Work instruction »
The answer should be every line below, retyped exactly.

Data records »
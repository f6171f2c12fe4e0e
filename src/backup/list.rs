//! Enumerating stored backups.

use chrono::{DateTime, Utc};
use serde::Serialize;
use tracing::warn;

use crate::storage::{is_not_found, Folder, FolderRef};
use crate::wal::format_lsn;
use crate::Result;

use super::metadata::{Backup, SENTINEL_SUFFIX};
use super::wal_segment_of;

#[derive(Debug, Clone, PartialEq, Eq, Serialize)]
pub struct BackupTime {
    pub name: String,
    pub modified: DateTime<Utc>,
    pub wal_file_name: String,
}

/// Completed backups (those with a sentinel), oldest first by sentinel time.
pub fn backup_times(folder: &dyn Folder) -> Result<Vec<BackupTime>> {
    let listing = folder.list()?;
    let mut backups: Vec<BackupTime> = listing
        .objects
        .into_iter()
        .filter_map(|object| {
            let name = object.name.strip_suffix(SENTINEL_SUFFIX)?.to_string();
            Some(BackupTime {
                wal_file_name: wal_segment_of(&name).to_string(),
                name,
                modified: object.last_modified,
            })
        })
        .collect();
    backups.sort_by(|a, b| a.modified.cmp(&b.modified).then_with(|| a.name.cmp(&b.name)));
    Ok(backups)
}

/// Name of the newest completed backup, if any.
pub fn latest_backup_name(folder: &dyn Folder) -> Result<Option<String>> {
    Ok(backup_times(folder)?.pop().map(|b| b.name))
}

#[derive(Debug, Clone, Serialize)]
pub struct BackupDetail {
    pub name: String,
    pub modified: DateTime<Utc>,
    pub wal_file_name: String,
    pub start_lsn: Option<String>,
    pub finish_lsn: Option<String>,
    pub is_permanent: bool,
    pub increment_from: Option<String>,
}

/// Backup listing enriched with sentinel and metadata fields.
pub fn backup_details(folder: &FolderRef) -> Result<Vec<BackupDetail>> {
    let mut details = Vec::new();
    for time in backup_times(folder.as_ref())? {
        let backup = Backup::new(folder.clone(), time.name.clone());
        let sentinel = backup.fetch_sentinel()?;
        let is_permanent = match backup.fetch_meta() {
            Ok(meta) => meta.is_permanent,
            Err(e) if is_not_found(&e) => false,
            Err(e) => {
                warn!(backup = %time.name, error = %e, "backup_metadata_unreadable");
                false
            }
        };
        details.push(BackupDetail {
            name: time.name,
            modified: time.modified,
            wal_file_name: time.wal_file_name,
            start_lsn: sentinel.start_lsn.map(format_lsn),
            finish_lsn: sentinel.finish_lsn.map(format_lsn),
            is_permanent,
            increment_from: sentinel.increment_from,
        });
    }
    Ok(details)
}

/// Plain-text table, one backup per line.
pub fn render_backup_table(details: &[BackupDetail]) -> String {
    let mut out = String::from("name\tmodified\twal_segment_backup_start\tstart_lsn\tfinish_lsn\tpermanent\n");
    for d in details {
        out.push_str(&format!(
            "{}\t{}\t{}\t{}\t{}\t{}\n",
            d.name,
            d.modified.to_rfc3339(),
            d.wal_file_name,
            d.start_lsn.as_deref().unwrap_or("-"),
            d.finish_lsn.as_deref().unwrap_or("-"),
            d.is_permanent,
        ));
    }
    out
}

Task result »
repository f6171f2c12fe4e0e
filename src/backup/list.rs
//! Enumerating stored backups.

use chrono::{DateTime, Utc};
use serde::Serialize;
use tracing::warn;

use crate::storage::{is_not_found, Folder, FolderRef};
use crate::wal::format_lsn;
use crate::Result;

use super::metadata::{Backup, SENTINEL_SUFFIX};
use super::wal_segment_of;

#[derive(Debug, Clone, PartialEq, Eq, Serialize)]
pub struct BackupTime {
    pub name: String,
    pub modified: DateTime<Utc>,
    pub wal_file_name: String,
}

/// Completed backups (those with a sentinel), oldest first by sentinel time.
pub fn backup_times(folder: &dyn Folder) -> Result<Vec<BackupTime>> {
    let listing = folder.list()?;
    let mut backups: Vec<BackupTime> = listing
        .objects
        .into_iter()
        .filter_map(|object| {
            let name = object.name.strip_suffix(SENTINEL_SUFFIX)?.to_string();
            Some(BackupTime {
                wal_file_name: wal_segment_of(&name).to_string(),
                name,
                modified: object.last_modified,
            })
        })
        .collect();
    backups.sort_by(|a, b| a.modified.cmp(&b.modified).then_with(|| a.name.cmp(&b.name)));
    Ok(backups)
}

/// Name of the newest completed backup, if any.
pub fn latest_backup_name(folder: &dyn Folder) -> Result<Option<String>> {
    Ok(backup_times(folder)?.pop().map(|b| b.name))
}

#[derive(Debug, Clone, Serialize)]
pub struct BackupDetail {
    pub name: String,
    pub modified: DateTime<Utc>,
    pub wal_file_name: String,
    pub start_lsn: Option<String>,
    pub finish_lsn: Option<String>,
    pub is_permanent: bool,
    pub increment_from: Option<String>,
}

/// Backup listing enriched with sentinel and metadata fields.
pub fn backup_details(folder: &FolderRef) -> Result<Vec<BackupDetail>> {
    let mut details = Vec::new();
    for time in backup_times(folder.as_ref())? {
        let backup = Backup::new(folder.clone(), time.name.clone());
        let sentinel = backup.fetch_sentinel()?;
        let is_permanent = match backup.fetch_meta() {
            Ok(meta) => meta.is_permanent,
            Err(e) if is_not_found(&e) => false,
            Err(e) => {
                warn!(backup = %time.name, error = %e, "backup_metadata_unreadable");
                false
            }
        };
        details.push(BackupDetail {
            name: time.name,
            modified: time.modified,
            wal_file_name: time.wal_file_name,
            start_lsn: sentinel.start_lsn.map(format_lsn),
            finish_lsn: sentinel.finish_lsn.map(format_lsn),
            is_permanent,
            increment_from: sentinel.increment_from,
        });
    }
    Ok(details)
}

/// Plain-text table, one backup per line.
pub fn render_backup_table(details: &[BackupDetail]) -> String {
    let mut out = String::from("name\tmodified\twal_segment_backup_start\tstart_lsn\tfinish_lsn\tpermanent\n");
    for d in details {
        out.push_str(&format!(
            "{}\t{}\t{}\t{}\t{}\t{}\n",
            d.name,
            d.modified.to_rfc3339(),
            d.wal_file_name,
            d.start_lsn.as_deref().unwrap_or("-"),
            d.finish_lsn.as_deref().unwrap_or("-"),
            d.is_permanent,
        ));
    }
    out
}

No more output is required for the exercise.